In‐vitro and in‐vivo studies of pectin/ethylcellulose‐film‐coated pellets of 5‐fluorouracil for colonic targeting

The aim of the present study was to define in-vitro and in-vivo characteristics of pectin/ethylcellulose-film-coated pellets of 5-fluorouracil (5-FU) for colonic targeting. The pellet cores were coated to different film thicknesses with three different pectin/ethylcellulose formulations using a fluidized bed coater. The gastrointestinal (Gl) transit of coated pellets was determined by counting the percentage of coated pellets in the Gl lumen by celiotomy at certain times after oral administration. 5-FU was administered to rats at a dose of 15 mg kg -1 . The toxicity of 5-FU in the Gl tract was evaluated using histological examination. The 1:2 ratio pectin:ethylcellulose-coated pellets with 30% total weight gain (TWG-30%) produced more satisfactory drug-release profiles in the simulated gastric, intestinal and colonic fluids. Most of the coated pellets were eliminated from the stomach in 2 h, moved into the small intestine after 2-4 h, and reached the large intestine after 4 h.

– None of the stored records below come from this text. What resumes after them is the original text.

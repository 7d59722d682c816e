//! Observability infrastructure for the insights pipeline
//!
//! Provides:
//! - Prometheus counters (parse failures, aggregation errors, snapshots)
//! - A narrow telemetry interface for exception reporting, with a
//!   tracing-backed implementation

use prometheus::{register_int_counter, IntCounter};
use std::sync::OnceLock;
use tracing::{error, warn};

/// Global metrics instance (registered once)
static GLOBAL_METRICS: OnceLock<InsightsMetricsInner> = OnceLock::new();

struct InsightsMetricsInner {
    exceptions: IntCounter,
    aggregation_errors: IntCounter,
    snapshots_processed: IntCounter,
}

impl InsightsMetricsInner {
    fn new() -> Self {
        Self {
            exceptions: register_int_counter!(
                "insights_exceptions_total",
                "Total number of exceptions reported through telemetry"
            )
            .expect("Failed to register exceptions"),

            aggregation_errors: register_int_counter!(
                "insights_aggregation_errors_total",
                "Total number of aggregation passes rejected as unusable"
            )
            .expect("Failed to register aggregation_errors"),

            snapshots_processed: register_int_counter!(
                "insights_snapshots_processed_total",
                "Total number of cluster snapshots turned into live data points"
            )
            .expect("Failed to register snapshots_processed"),
        }
    }
}

/// Counter handle for the insights pipeline
///
/// Lightweight handle to the global metrics instance; clones share the
/// same underlying counters.
#[derive(Clone)]
pub struct InsightsMetrics {
    _private: (),
}

impl Default for InsightsMetrics {
    fn default() -> Self {
        Self::new()
    }
}

impl InsightsMetrics {
    /// Create a new metrics handle (initializes global metrics if needed)
    pub fn new() -> Self {
        GLOBAL_METRICS.get_or_init(InsightsMetricsInner::new);
        Self { _private: () }
    }

    fn inner(&self) -> &InsightsMetricsInner {
        GLOBAL_METRICS.get().expect("Metrics not initialized")
    }

    pub fn inc_exceptions(&self) {
        self.inner().exceptions.inc();
    }

    pub fn inc_aggregation_errors(&self) {
        self.inner().aggregation_errors.inc();
    }

    pub fn inc_snapshots_processed(&self) {
        self.inner().snapshots_processed.inc();
    }
}

/// Severity of a reported exception.
#[derive(Debug, Clone, Copy, PartialEq, Eq)]
pub enum Severity {
    Verbose,
    Warning,
    Error,
    Critical,
}

/// Exception sink injected into the aggregation layer.
///
/// Kept deliberately narrow: one structured event per swallowed failure,
/// nothing else. Implementations must be safe to share across callers.
pub trait Telemetry: Send + Sync {
    fn log_exception(&self, message: &str, source: &str, severity: Severity);
}

/// Telemetry implementation routing exceptions through `tracing`.
#[derive(Clone)]
pub struct TracingTelemetry {
    component: String,
    metrics: InsightsMetrics,
}

impl TracingTelemetry {
    pub fn new(component: impl Into<String>) -> Self {
        Self {
            component: component.into(),
            metrics: InsightsMetrics::new(),
        }
    }
}

impl Telemetry for TracingTelemetry {
    fn log_exception(&self, message: &str, source: &str, severity: Severity) {
        self.metrics.inc_exceptions();
        match severity {
            Severity::Error | Severity::Critical => {
                error!(
                    event = "exception",
                    component = %self.component,
                    source = %source,
                    severity = ?severity,
                    "{}",
                    message
                );
            }
            _ => {
                warn!(
                    event = "exception",
                    component = %self.component,
                    source = %source,
                    severity = ?severity,
                    "{}",
                    message
                );
            }
        }
    }
}

/// Telemetry implementation that discards everything. Useful in tests and
/// for embedders that already observe failures elsewhere.
#[derive(Debug, Clone, Copy, Default)]
pub struct NoopTelemetry;

impl Telemetry for NoopTelemetry {
    fn log_exception(&self, _message: &str, _source: &str, _severity: Severity) {}
}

After oral administration of coated pellets, 5-FU started appearing in the plasma at 7h, and reached peak plasma concentration (C max ) of 3.21±2.01μg mL -1 at 16h (T max ); the C max for uncoated pellets was 22.21 ±2.60 μg mL -1 at T max 0.75 h. The TWG-30% formulation showed delayed T max , decreased C max and prolonged mean residence time compared with uncoated pellets. Marked pathological features in the colon were seen in rats given coated pellets, but no injuries were observed in the upper Gl tract. The formulation of TWG-30% could deliver 5-FU to the colon for local action.